Fong Sac, de Jr Sigrah con D'Yon y KBluskii, reúne conexiones de Kosrae, Pohnpei y las Islas Marshall en una sola colaboración digital. Nemin Mutan con XWay tiende un puente entre Chuuk y Kosrae. Estas pistas no son notas al pie de cuatro tradiciones estatales aisladas; su geografía musical es la propia red.
Ulithian Vibes convierte un colectivo ulithiano disperso en una voz pública plasmada en un álbum. Corruption aborda la frustración cívica mediante un formato popular directo, mientras One People One Reef reúne canto, reggae, colaboración juvenil y cuidado del arrecife. Ozeky, PNI Nation, Lamo Serai Boyz, Jr Sigrah y Ulithian Vibes no representan un único género moderno de los EFM. Sus diferencias conforman la historia contemporánea.
Dónde escuchar música en los EFM
Los programas públicos cambian y ningún recinto puede garantizar que se celebre una práctica comunitaria concreta. El Yap Day es una buena puerta de entrada a la danza pública cuando su programa está confirmado. La Pacific Collection de College of Micronesia-FSM, en Pohnpei, facilita el acceso a grabaciones históricas y estudios locales. Las oficinas estatales de preservación histórica pueden orientar a los investigadores hacia fondos documentados.
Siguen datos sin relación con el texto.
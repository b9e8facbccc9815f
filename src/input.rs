use crossterm::event::KeyCode;

use crate::app::App;

/// Applies one key press. Returns `false` when the user asked to quit.
pub fn handle_key(key: KeyCode, app: &mut App) -> bool {
    match key {
        KeyCode::Char('q') | KeyCode::Esc => return false,
        KeyCode::Down | KeyCode::Char('j') => app.scroll_by(1),
        KeyCode::Up | KeyCode::Char('k') => app.scroll_by(-1),
        KeyCode::PageDown | KeyCode::Char(' ') => app.page_down(),
        KeyCode::PageUp => app.page_up(),
        KeyCode::Home | KeyCode::Char('g') => app.scroll_to_top(),
        KeyCode::End | KeyCode::Char('G') => app.scroll_to_bottom(),
        _ => {}
    }
    true
}

#[cfg(test)]
mod tests {
    use super::*;
    use crate::app::tests::app_with;
    use crate::page::Page;
    use std::time::{Duration, Instant};

    #[tokio::test]
    async fn keys_scroll_and_quit() {
        let t0 = Instant::now();
        let mut app = app_with(Page::empire(2026), 10, t0);
        app.tick(t0 + Duration::from_millis(800));

        assert!(handle_key(KeyCode::Char('j'), &mut app));
        assert_eq!(app.viewport.offset(), 1);
        assert!(handle_key(KeyCode::Up, &mut app));
        assert_eq!(app.viewport.offset(), 0);
        assert!(handle_key(KeyCode::Up, &mut app));
        assert_eq!(app.viewport.offset(), 0);

        handle_key(KeyCode::PageDown, &mut app);
        assert_eq!(app.viewport.offset(), 9);
        handle_key(KeyCode::Char('G'), &mut app);
        assert_eq!(app.viewport.offset(), app.viewport.max_offset());
        handle_key(KeyCode::Home, &mut app);
        assert_eq!(app.viewport.offset(), 0);

        assert!(handle_key(KeyCode::Char('x'), &mut app));
        assert!(!handle_key(KeyCode::Char('q'), &mut app));
        assert!(!handle_key(KeyCode::Esc, &mut app));
    }
}
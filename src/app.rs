//! Event-loop state: one page, one board, one coordinator, one viewport.

use std::time::{Duration, Instant};

use ratatui::layout::Rect;

use crate::media::{MediaBoard, MediaFetchCell};
use crate::page::{Page, PageLayout};
use crate::reveal::{Phase, StartupSequence, StartupStep, ViewportRevealCoordinator};
use crate::thumbnail::ThumbnailCache;
use crate::viewport::TerminalViewport;

/// Columns kept free on each side of the page.
pub const MARGIN: u16 = 2;

#[derive(Debug, Clone, Copy, PartialEq)]
pub struct Timings {
    pub splash: Duration,
    pub settle: Duration,
    pub stagger_step: Duration,
    pub fade: Duration,
    pub threshold: f32,
}

impl Default for Timings {
    fn default() -> Self {
        Self {
            splash: Duration::from_millis(800),
            settle: Duration::from_millis(100),
            stagger_step: Duration::from_millis(100),
            fade: Duration::from_millis(300),
            threshold: crate::reveal::REVEAL_THRESHOLD,
        }
    }
}

pub struct App {
    pub page: Page,
    pub layout: Option<PageLayout>,
    pub board: MediaBoard,
    pub coordinator: ViewportRevealCoordinator,
    pub viewport: TerminalViewport,
    pub startup: StartupSequence,
    pub thumbnails: ThumbnailCache,
    pub timings: Timings,
    pub started: Instant,
    width: usize,
}

impl App {
    pub fn new(page: Page, board: MediaBoard, timings: Timings, area: Rect, now: Instant) -> Self {
        let thumbnails = ThumbnailCache::new(board.runtime().clone());
        Self {
            page,
            layout: None,
            board,
            coordinator: ViewportRevealCoordinator::new(timings.threshold),
            viewport: TerminalViewport::new(usize::from(area.height)),
            startup: StartupSequence::new(now, timings.splash, timings.settle),
            thumbnails,
            timings,
            started: now,
            width: page_width(area),
        }
    }

    pub fn phase(&self) -> Phase {
        self.startup.phase()
    }

    pub fn content_width(&self) -> usize {
        self.width
    }

    /// Advances startup, applies finished image requests and feeds pending
    /// visibility notifications to the coordinator.
    pub fn tick(&mut self, now: Instant) {
        for step in self.startup.advance(now) {
            match step {
                StartupStep::MountContent => self.mount_content(),
                StartupStep::BeginObserving => self.begin_observing(),
            }
        }
        let updated = self.board.pump();
        if updated > 0 {
            tracing::debug!(updated, pending = self.board.pending(), "media updated");
        }
        for id in self.page.media() {
            if let Some(payload) = self.board.cell(id).and_then(MediaFetchCell::payload) {
                self.thumbnails.request(id, payload);
            }
        }
        self.thumbnails.pump();
        self.deliver(now);
    }

    pub fn resize(&mut self, area: Rect) {
        self.width = page_width(area);
        self.viewport.resize(usize::from(area.height));
        self.relayout();
    }

    pub fn scroll_by(&mut self, rows: isize) {
        self.viewport.scroll_by(rows);
    }

    pub fn page_down(&mut self) {
        let page = self.viewport.height().saturating_sub(1).max(1);
        self.viewport.scroll_by(page as isize);
    }

    pub fn page_up(&mut self) {
        let page = self.viewport.height().saturating_sub(1).max(1);
        self.viewport.scroll_by(-(page as isize));
    }

    pub fn scroll_to_top(&mut self) {
        self.viewport.scroll_to(0);
    }

    pub fn scroll_to_bottom(&mut self) {
        self.viewport.scroll_to(usize::MAX);
    }

    /// Page unmount: stop observing and drop interest in every image.
    pub fn teardown(&mut self) {
        if self.coordinator.is_torn_down() {
            return;
        }
        self.coordinator.teardown(&mut self.viewport);
        for cell in self.page.media() {
            self.board.unmount(cell);
        }
        tracing::info!("page torn down");
    }

    fn mount_content(&mut self) {
        let board = &mut self.board;
        self.page.mount_media(|prompt| board.mount(prompt));
        self.relayout();
        tracing::info!(images = self.page.media().len(), "content mounted");
    }

    fn begin_observing(&mut self) {
        let targets = self.page.reveal_targets();
        for target in targets {
            if let Err(err) = self.coordinator.register(&mut self.viewport, target) {
                tracing::warn!(error = %err, "could not register reveal target");
            }
        }
        tracing::info!(targets = self.coordinator.registered_count(), "observing reveal targets");
    }

    fn deliver(&mut self, now: Instant) {
        let batch = self.viewport.take_notifications();
        if batch.is_empty() {
            return;
        }
        let newly = self.coordinator.handle(&mut self.viewport, batch, now);
        if !newly.is_empty() {
            tracing::debug!(count = newly.len(), "targets activated");
        }
    }

    fn relayout(&mut self) {
        if self.phase() == Phase::Loading {
            return;
        }
        let layout = self.page.layout(self.width);
        self.viewport.set_layout(layout.spans(&self.page), layout.height);
        self.layout = Some(layout);
    }
}

/// Columns available to page text inside `area`.
pub fn page_width(area: Rect) -> usize {
    usize::from(area.width.saturating_sub(MARGIN * 2).max(1))
}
Los cultos ofrecen una práctica coral viva, pero los visitantes deben asistir como invitados y no grabar sin permiso. Las ferias estatales, las celebraciones constitucionales, las graduaciones escolares y las jornadas culturales pueden incluir música y danza; consulte los programas oficiales. Los bares, restaurantes y actos comunitarios pueden ofrecer música de guitarra y teclado, reggae y pop, sobre todo en núcleos de población como Weno y Kolonia.
Pida permiso antes de grabar, acredite al intérprete, la isla y la lengua y recuerde que las canciones vinculadas a la navegación no dan acceso a conocimientos protegidos. Esos hábitos sencillos mantienen la escucha pública ligada a las relaciones que expresa la música.